The invention discloses a geothermal history fitting and productivity prediction method, which is characterized in that a numerical agent model with lower degree of freedom is used for history fitting under the condition of geological data shortage, so that the problem that the numerical model can not be established under the condition of geological data shortage is solved, an efficient gradient calculation method is applied in the history fitting process, and optimized parameters are searched in a large-area parameter range, so that the time of gradient calculation involved in the traditional history fitting process is saved, and the calculation time of yield prediction of the model after the traditional history fitting is saved.

Description

Geothermal history fitting and productivity prediction method
Technical Field
The invention relates to a numerical simulation history fitting method in the field of geothermy, in particular to a method for fitting a geological data lack condition.
Background
With the development of various underground energy resources, the numerical simulation technology is gradually added to project requirements as an important technical means, and it is very important to establish a numerical model capable of reliably predicting the production capacity. History fitting is a very important and necessary step before capacity forecasting is performed using the established data model. Most of the existing history fitting methods consume a large amount of computing resources, are very time-consuming in computation, and in many cases, involve a large amount of manual intervention to adjust parameters. However, in most cases, the geological data cannot be sufficiently obtained for reasonable parameter adjustment, and particularly in the early stage of the development of a geothermal reservoir, the geological data is often very lacking.
At present, the traditional method is difficult to carry out thermal numerical simulation calculation under the condition of lacking geological data. Even if a numerical model is established, the search of optimization parameters in a large area range is almost impossible in the traditional history fitting and manual parameter adjusting process, because the large area of manual parameter adjustment means that the running process of the numerical model needs to be carried out for a plurality of times. In some cases where the number of grids of the numerical model is large, it often takes several tens of hours or even several days to perform a single model running, and it is needless to say that each parameter adjustment in the manual parameter adjustment process means that at least one model running is required. The computation time taken for running the model many times required in the history fitting process is very unwieldy. If a gradient descent method is used for history fitting, a large number of model runs are required to obtain the required numerical gradient.

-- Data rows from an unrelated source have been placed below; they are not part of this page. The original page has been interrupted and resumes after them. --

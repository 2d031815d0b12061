//! Procedural test meshes.
//!
//! Deterministic closed and open surfaces used by the tests, the doc
//! examples and the benchmarks. All closed primitives are wound
//! counter-clockwise when seen from outside, so their volume is positive.

use std::collections::HashMap;

use nalgebra::Point3;

use super::TriMesh;

/// Regular tetrahedron-like solid with volume 1/6.
pub fn tetrahedron() -> TriMesh {
    let vertices = vec![
        Point3::new(0.0, 0.0, 0.0),
        Point3::new(1.0, 0.0, 0.0),
        Point3::new(0.5, 1.0, 0.0),
        Point3::new(0.5, 0.5, 1.0),
    ];
    let faces = vec![[0, 2, 1], [0, 1, 3], [1, 2, 3], [2, 0, 3]];
    from_parts(vertices, faces)
}

/// Axis-aligned cube of edge length `size`, centered at the origin.
pub fn cube(size: f64) -> TriMesh {
    let h = 0.5 * size;
    let vertices = vec![
        Point3::new(-h, -h, -h),
        Point3::new(h, -h, -h),
        Point3::new(h, h, -h),
        Point3::new(-h, h, -h),
        Point3::new(-h, -h, h),
        Point3::new(h, -h, h),
        Point3::new(h, h, h),
        Point3::new(-h, h, h),
    ];
    let faces = vec![
        [0, 2, 1],
        [0, 3, 2],
        [4, 5, 6],
        [4, 6, 7],
        [0, 1, 5],
        [0, 5, 4],
        [3, 7, 6],
        [3, 6, 2],
        [0, 4, 7],
        [0, 7, 3],
        [1, 2, 6],
        [1, 6, 5],
    ];
    from_parts(vertices, faces)
}

/// Flat `n`×`n` grid of quads in the XY plane, split into triangles.
///
/// Every interior vertex has exactly six neighbors. Requires `n >= 1`.
pub fn grid(n: usize, spacing: f64) -> TriMesh {
    let n = n.max(1);
    let mut vertices = Vec::with_capacity((n + 1) * (n + 1));
    let mut faces = Vec::with_capacity(n * n * 2);

    for j in 0..=n {
        for i in 0..=n {
            vertices.push(Point3::new(i as f64 * spacing, j as f64 * spacing, 0.0));
        }
    }

    for j in 0..n {
        for i in 0..n {
            let v00 = j * (n + 1) + i;
            let v10 = v00 + 1;
            let v01 = v00 + (n + 1);
            let v11 = v01 + 1;

            faces.push([v00, v10, v11]);
            faces.push([v00, v11, v01]);
        }
    }

    from_parts(vertices, faces)
}

/// Icosahedron refined `subdivisions` times with every vertex projected onto
/// the sphere of the given radius.
///
/// Vertex counts: 12, 42, 162, 642, ...
pub fn icosphere(subdivisions: usize, radius: f64) -> TriMesh {
    let phi = (1.0 + 5.0_f64.sqrt()) / 2.0;
    let scale = 1.0 / (1.0 + phi * phi).sqrt();

    let mut vertices = vec![
        Point3::new(-1.0, phi, 0.0) * scale,
        Point3::new(1.0, phi, 0.0) * scale,
        Point3::new(-1.0, -phi, 0.0) * scale,
        Point3::new(1.0, -phi, 0.0) * scale,
        Point3::new(0.0, -1.0, phi) * scale,
        Point3::new(0.0, 1.0, phi) * scale,
        Point3::new(0.0, -1.0, -phi) * scale,
        Point3::new(0.0, 1.0, -phi) * scale,
        Point3::new(phi, 0.0, -1.0) * scale,
        Point3::new(phi, 0.0, 1.0) * scale,
        Point3::new(-phi, 0.0, -1.0) * scale,
        Point3::new(-phi, 0.0, 1.0) * scale,
    ];

    let mut faces = vec![
        [0, 11, 5],
        [0, 5, 1],
        [0, 1, 7],
        [0, 7, 10],
        [0, 10, 11],
        [1, 5, 9],
        [5, 11, 4],
        [11, 10, 2],
        [10, 7, 6],
        [7, 1, 8],
        [3, 9, 4],
        [3, 4, 2],
        [3, 2, 6],
        [3, 6, 8],
        [3, 8, 9],
        [4, 9, 5],
        [2, 4, 11],
        [6, 2, 10],
        [8, 6, 7],
        [9, 8, 1],
    ];

    for _ in 0..subdivisions {
        let mut refined = Vec::with_capacity(faces.len() * 4);
        let mut midpoints: HashMap<(usize, usize), usize> = HashMap::new();

        for face in &faces {
            let mut mids = [0usize; 3];
            for k in 0..3 {
                let a = face[k];
                let b = face[(k + 1) % 3];
                let key = if a < b { (a, b) } else { (b, a) };

                mids[k] = *midpoints.entry(key).or_insert_with(|| {
                    let mid = (vertices[a].coords + vertices[b].coords) * 0.5;
                    vertices.push(Point3::from(mid.normalize()));
                    vertices.len() - 1
                });
            }

            refined.push([face[0], mids[0], mids[2]]);
            refined.push([face[1], mids[1], mids[0]]);
            refined.push([face[2], mids[2], mids[1]]);
            refined.push(mids);
        }

        faces = refined;
    }

    for p in &mut vertices {
        p.coords *= radius;
    }

    from_parts(vertices, faces)
}

// The generators above only emit valid index triples.
fn from_parts(vertices: Vec<Point3<f64>>, faces: Vec<[usize; 3]>) -> TriMesh {
    match TriMesh::new(vertices, faces) {
        Ok(mesh) => mesh,
        Err(err) => unreachable!("primitive generator produced an invalid mesh: {err}"),
    }
}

Furthermore, even after history fitting using the above-described conventional method, the trained numerical model still cannot calculate the predicted yield very efficiently when performing yield prediction. This is because the numerical models used are still too complex, and these models sometimes even have redundant degrees of freedom, i.e. there are a number of mutually independent model parameters.
Disclosure of Invention
The technical problem to be solved by the invention is as follows: the method comprises the steps of establishing a numerical model under the condition of lacking geological data, and solving the problems that a traditional history fitting mode cannot search optimized parameters in a large-area parameter range, gradient calculation involved in the traditional history fitting process consumes a large amount of computer resources and calculation time, and the model subjected to traditional history fitting still consumes a large amount of computer resources and calculation time when yield prediction is carried out.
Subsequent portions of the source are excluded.